Exercise details
Which lines below contain the word "derive"? Copy each of them.

Stored data
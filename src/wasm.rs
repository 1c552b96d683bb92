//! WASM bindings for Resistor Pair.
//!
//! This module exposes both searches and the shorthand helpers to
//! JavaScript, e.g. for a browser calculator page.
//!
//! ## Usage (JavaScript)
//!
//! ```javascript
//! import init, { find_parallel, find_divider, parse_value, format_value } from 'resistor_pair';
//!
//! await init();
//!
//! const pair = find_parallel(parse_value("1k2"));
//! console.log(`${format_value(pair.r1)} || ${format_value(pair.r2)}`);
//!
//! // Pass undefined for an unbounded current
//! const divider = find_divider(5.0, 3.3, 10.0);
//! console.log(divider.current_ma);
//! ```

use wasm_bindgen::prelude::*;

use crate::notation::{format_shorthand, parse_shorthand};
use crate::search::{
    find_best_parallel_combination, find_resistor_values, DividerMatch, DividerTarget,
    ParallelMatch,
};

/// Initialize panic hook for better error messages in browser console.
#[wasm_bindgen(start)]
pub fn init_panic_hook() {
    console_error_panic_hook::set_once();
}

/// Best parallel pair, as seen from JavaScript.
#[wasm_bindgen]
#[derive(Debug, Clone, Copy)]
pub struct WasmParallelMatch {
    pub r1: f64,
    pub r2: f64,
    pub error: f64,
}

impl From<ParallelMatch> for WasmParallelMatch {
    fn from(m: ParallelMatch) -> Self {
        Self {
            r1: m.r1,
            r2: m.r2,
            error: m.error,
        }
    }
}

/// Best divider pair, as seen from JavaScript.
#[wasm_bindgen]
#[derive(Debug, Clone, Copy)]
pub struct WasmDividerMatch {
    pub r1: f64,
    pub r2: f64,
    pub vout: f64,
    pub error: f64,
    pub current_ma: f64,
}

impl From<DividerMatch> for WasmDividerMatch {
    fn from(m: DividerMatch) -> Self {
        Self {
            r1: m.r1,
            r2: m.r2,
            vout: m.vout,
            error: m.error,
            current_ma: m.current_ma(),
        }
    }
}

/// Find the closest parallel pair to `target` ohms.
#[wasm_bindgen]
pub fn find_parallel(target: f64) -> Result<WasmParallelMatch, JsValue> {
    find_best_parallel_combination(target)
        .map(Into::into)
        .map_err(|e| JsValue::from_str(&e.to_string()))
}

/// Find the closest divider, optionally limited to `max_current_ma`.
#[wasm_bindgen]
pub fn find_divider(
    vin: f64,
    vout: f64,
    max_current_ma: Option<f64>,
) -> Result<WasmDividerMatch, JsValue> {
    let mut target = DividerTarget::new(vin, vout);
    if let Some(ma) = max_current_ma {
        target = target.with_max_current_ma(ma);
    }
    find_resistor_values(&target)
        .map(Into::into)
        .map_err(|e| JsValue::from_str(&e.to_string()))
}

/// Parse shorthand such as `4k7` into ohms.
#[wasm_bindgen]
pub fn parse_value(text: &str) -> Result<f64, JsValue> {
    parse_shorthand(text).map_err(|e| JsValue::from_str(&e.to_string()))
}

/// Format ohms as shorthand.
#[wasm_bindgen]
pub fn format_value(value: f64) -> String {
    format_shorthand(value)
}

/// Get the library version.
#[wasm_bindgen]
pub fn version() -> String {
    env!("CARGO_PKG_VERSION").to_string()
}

--

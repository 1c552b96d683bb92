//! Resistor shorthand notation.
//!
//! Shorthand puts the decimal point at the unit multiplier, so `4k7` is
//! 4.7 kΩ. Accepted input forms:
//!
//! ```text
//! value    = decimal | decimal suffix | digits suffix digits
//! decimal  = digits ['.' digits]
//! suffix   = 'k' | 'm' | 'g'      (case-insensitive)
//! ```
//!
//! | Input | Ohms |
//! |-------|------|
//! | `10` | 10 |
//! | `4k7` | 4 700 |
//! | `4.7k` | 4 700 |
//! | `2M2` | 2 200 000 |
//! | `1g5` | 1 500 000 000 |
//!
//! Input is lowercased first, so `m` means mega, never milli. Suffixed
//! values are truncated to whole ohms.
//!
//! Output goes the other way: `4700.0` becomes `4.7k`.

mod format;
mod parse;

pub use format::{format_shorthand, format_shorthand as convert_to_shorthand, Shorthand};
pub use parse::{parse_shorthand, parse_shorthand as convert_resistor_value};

* * *

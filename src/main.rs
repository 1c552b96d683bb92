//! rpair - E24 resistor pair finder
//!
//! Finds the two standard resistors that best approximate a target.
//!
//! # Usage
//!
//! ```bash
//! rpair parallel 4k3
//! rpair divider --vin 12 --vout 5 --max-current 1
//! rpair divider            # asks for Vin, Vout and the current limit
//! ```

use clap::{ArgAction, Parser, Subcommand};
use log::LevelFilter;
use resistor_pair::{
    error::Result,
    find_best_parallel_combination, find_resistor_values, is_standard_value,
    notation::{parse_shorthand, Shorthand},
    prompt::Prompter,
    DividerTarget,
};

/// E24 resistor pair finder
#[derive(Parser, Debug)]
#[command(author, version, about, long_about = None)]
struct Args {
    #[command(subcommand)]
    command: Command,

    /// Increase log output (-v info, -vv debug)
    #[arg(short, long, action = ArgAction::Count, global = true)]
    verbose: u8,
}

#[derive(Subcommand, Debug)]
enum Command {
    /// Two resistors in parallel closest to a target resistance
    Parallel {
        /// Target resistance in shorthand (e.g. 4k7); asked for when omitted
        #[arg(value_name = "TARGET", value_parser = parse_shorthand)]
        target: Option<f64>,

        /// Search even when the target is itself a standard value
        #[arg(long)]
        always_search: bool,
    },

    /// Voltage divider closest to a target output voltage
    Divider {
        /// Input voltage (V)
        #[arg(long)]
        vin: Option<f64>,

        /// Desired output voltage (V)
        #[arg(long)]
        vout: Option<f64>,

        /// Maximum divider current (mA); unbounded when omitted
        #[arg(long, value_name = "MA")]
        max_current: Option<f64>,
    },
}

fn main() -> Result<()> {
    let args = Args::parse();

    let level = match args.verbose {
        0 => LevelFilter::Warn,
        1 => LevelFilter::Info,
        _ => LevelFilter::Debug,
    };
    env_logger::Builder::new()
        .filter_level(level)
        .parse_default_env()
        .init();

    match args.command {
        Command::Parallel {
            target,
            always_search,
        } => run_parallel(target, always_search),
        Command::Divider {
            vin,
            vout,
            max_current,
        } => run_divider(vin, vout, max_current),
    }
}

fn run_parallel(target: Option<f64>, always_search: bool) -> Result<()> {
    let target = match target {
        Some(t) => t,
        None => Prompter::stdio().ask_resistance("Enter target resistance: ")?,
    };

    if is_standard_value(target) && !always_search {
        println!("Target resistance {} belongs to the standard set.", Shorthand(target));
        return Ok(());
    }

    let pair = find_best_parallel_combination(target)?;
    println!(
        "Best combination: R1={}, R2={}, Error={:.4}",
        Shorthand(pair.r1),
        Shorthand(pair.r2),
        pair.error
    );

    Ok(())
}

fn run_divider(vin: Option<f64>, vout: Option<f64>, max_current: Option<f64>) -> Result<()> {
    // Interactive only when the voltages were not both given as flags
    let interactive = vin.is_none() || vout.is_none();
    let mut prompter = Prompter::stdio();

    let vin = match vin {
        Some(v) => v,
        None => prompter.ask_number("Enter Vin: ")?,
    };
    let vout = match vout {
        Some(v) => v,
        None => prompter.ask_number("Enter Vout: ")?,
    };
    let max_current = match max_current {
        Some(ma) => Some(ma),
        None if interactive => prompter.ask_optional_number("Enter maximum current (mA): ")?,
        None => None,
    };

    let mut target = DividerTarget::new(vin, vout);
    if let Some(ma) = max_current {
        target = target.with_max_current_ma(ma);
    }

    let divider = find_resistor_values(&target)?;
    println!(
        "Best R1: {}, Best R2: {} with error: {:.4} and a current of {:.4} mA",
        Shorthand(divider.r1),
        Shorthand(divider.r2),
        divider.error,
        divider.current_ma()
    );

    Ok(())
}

Exercise answer
#[derive(Debug, Clone, Copy)]
#[derive(Debug, Clone, Copy)]
#[derive(Parser, Debug)]
#[derive(Subcommand, Debug)]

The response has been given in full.